For the DASH Diet, the POD is embedded in the acronym itself. DASH stands for Dietary Approaches to Stop Hypertension, a.k.a. high blood pressure. The emphasis is on reducing sodium and increasing potassium to keep blood pressure in check. Keep in mind one of the best ways to up potassium is consuming lots of fruits and veggies.

For the Flexitarian Diet, again, the secret sauce is right in the name. Flexibility means no rigid dogma. Enough said.

For the WW Diet, the system is based on WW’s SmartPoints system, which assigns every food and beverage a point value. Points aside, I think the POD here is the behavioral support system for members. It’s like a built-in, ready-made foodie tribe with a similar goal to lose and then maintain body weight long term. 

For the Mayo Clinic Diet, the key here is the backing of a credible medical community. This diet is based on the Mayo Clinic’s unique version of the food pyramid which emphasizes fruits, veggies and whole grains. 

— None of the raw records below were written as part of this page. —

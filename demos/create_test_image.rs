use image::{Rgb, RgbImage};
use imageproc::drawing::draw_polygon_mut;
use imageproc::point::Point;

fn main() -> anyhow::Result<()> {
    let mut img = RgbImage::new(1000, 1000);

    // Dark gradient background
    for (x, y, pixel) in img.enumerate_pixels_mut() {
        let shade = ((x + y) * 60 / 2000) as u8;
        *pixel = Rgb([shade, shade, shade + 10]);
    }

    // Slightly skewed page
    let page = [
        Point::new(180, 170),
        Point::new(820, 190),
        Point::new(835, 660),
        Point::new(165, 645),
    ];
    draw_polygon_mut(&mut img, &page, Rgb([240, 238, 230]));

    std::fs::create_dir_all("Resources")?;
    img.save("Resources/2.jpg")?;
    println!("Created Resources/2.jpg (1000x1000 synthetic document photo)");
    Ok(())
}
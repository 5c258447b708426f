mod common;

use common::*;
use docscan::detection::corners::reorder;
use docscan::detection::rectify::target_size;
use imageproc::point::Point;

fn permutations(points: [Point<i32>; 4]) -> Vec<[Point<i32>; 4]> {
    let mut out = Vec::new();
    for a in 0..4 {
        for b in 0..4 {
            for c in 0..4 {
                for d in 0..4 {
                    let idx = [a, b, c, d];
                    let distinct = (0..4).all(|i| (i + 1..4).all(|j| idx[i] != idx[j]));
                    if distinct {
                        out.push(idx.map(|i| points[i]));
                    }
                }
            }
        }
    }
    out
}

#[test]
fn reorder_ignores_input_order() {
    let corners = [
        Point::new(52, 48),
        Point::new(251, 55),
        Point::new(246, 203),
        Point::new(47, 198),
    ];
    let expected = [
        Point::new(47, 198),
        Point::new(52, 48),
        Point::new(246, 203),
        Point::new(251, 55),
    ];

    let all = permutations(corners);
    assert_eq!(all.len(), 24);
    for perm in all {
        let ordered = reorder(&Quad::new(perm));
        assert_eq!(ordered.points(), &expected, "input {:?}", perm);
    }
}

#[test]
fn reorder_is_idempotent() {
    let quad = Quad::new([
        Point::new(10, 10),
        Point::new(90, 12),
        Point::new(88, 70),
        Point::new(8, 66),
    ]);
    let once = reorder(&quad);
    assert_eq!(reorder(&once), once);
}

#[test]
fn size_of_reordered_upright_rectangle() -> anyhow::Result<()> {
    let quad = Quad::try_from(
        &[
            Point::new(50, 50),
            Point::new(250, 50),
            Point::new(250, 200),
            Point::new(50, 200),
        ][..],
    )?;
    assert_eq!(target_size(&reorder(&quad))?, (200, 150));
    Ok(())
}

#[test]
fn document_rotated_120_degrees_is_rejected() {
    // 200x40 page rotated by 120°: the max-sum corner ends up left of the min-sum corner
    let quad = Quad::new([
        Point::new(200, 200),
        Point::new(100, 373),
        Point::new(165, 180),
        Point::new(65, 353),
    ]);
    let ordered = reorder(&quad);
    assert!(matches!(
        target_size(&ordered),
        Err(ScanError::InvalidGeometry(_))
    ));
}
use image::GrayImage;
use imageproc::contours::{BorderType, find_contours};
use tracing::debug;

use crate::detection::geometry;
use crate::error::{Result, ScanError};
use crate::models::Polygon;

/// Outer borders that are not nested inside any other border
pub fn find_external_contours(edges: &GrayImage) -> Vec<Polygon> {
    find_contours::<i32>(edges)
        .into_iter()
        .filter(|c| c.border_type == BorderType::Outer && c.parent.is_none())
        .map(|c| Polygon::new(c.points))
        .collect()
}

/// Simplify each contour with an epsilon proportional to its perimeter
pub fn approximate_contours(contours: &[Polygon], epsilon_factor: f64) -> Vec<Polygon> {
    contours
        .iter()
        .map(|c| {
            let epsilon = c.perimeter() * epsilon_factor;
            Polygon::new(geometry::approximate_closed(&c.points, epsilon))
        })
        .collect()
}

/// Sort polygons by enclosed area, largest first. Equal areas keep their order.
pub fn sort_by_area_desc(polygons: &mut [Polygon]) {
    polygons.sort_by(|a, b| b.area().total_cmp(&a.area()));
}

/// Find, simplify and rank the external contours of an edge map.
///
/// Returns every candidate polygon, largest first.
pub fn document_candidates(edges: &GrayImage, epsilon_factor: f64) -> Vec<Polygon> {
    let contours = find_external_contours(edges);
    debug!(count = contours.len(), "External contours found");
    let mut polygons = approximate_contours(&contours, epsilon_factor);
    sort_by_area_desc(&mut polygons);
    polygons
}

/// The document outline: the first of the ranked candidates from [`document_candidates`]
pub fn largest_polygon(candidates: Vec<Polygon>) -> Result<Polygon> {
    candidates.into_iter().next().ok_or(ScanError::NoContours)
}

For the MIND Diet, not unlike the Mayo Clinic Diet, there’s a team of medical researchers behind it. In this case, they are focused on preventing Alzheimer’s disease. MIND stands for Mediterranean-DASH Intervention for Neurodegenerative Delay. POD? Simply see above for Mediterranean and for DASH, and then pair those with a heavy consumption of leafy greens, nuts and berries and you’ve got it.

And finally, for the Volumetrics Diet, the defining element is energy density. Foods are divided into four groups from low to high energy density. Non-starchy fruits and vegetables, nonfat milk and broth-based soups are low energy density while crackers, chips, chocolates, cookies, nuts, butter and oil are high energy density. The goal is to pile on the lower energy dense options while limiting higher energy dense one as much as possible. I should point out this diet was first conceived in an era when dietary fat was out of favor. So, while I LOVE the concept of energy density as a guide post, there are some foods (like nuts or avocados) that are naturally very energy dense but definitely deserve a regular spot in any healthy diet.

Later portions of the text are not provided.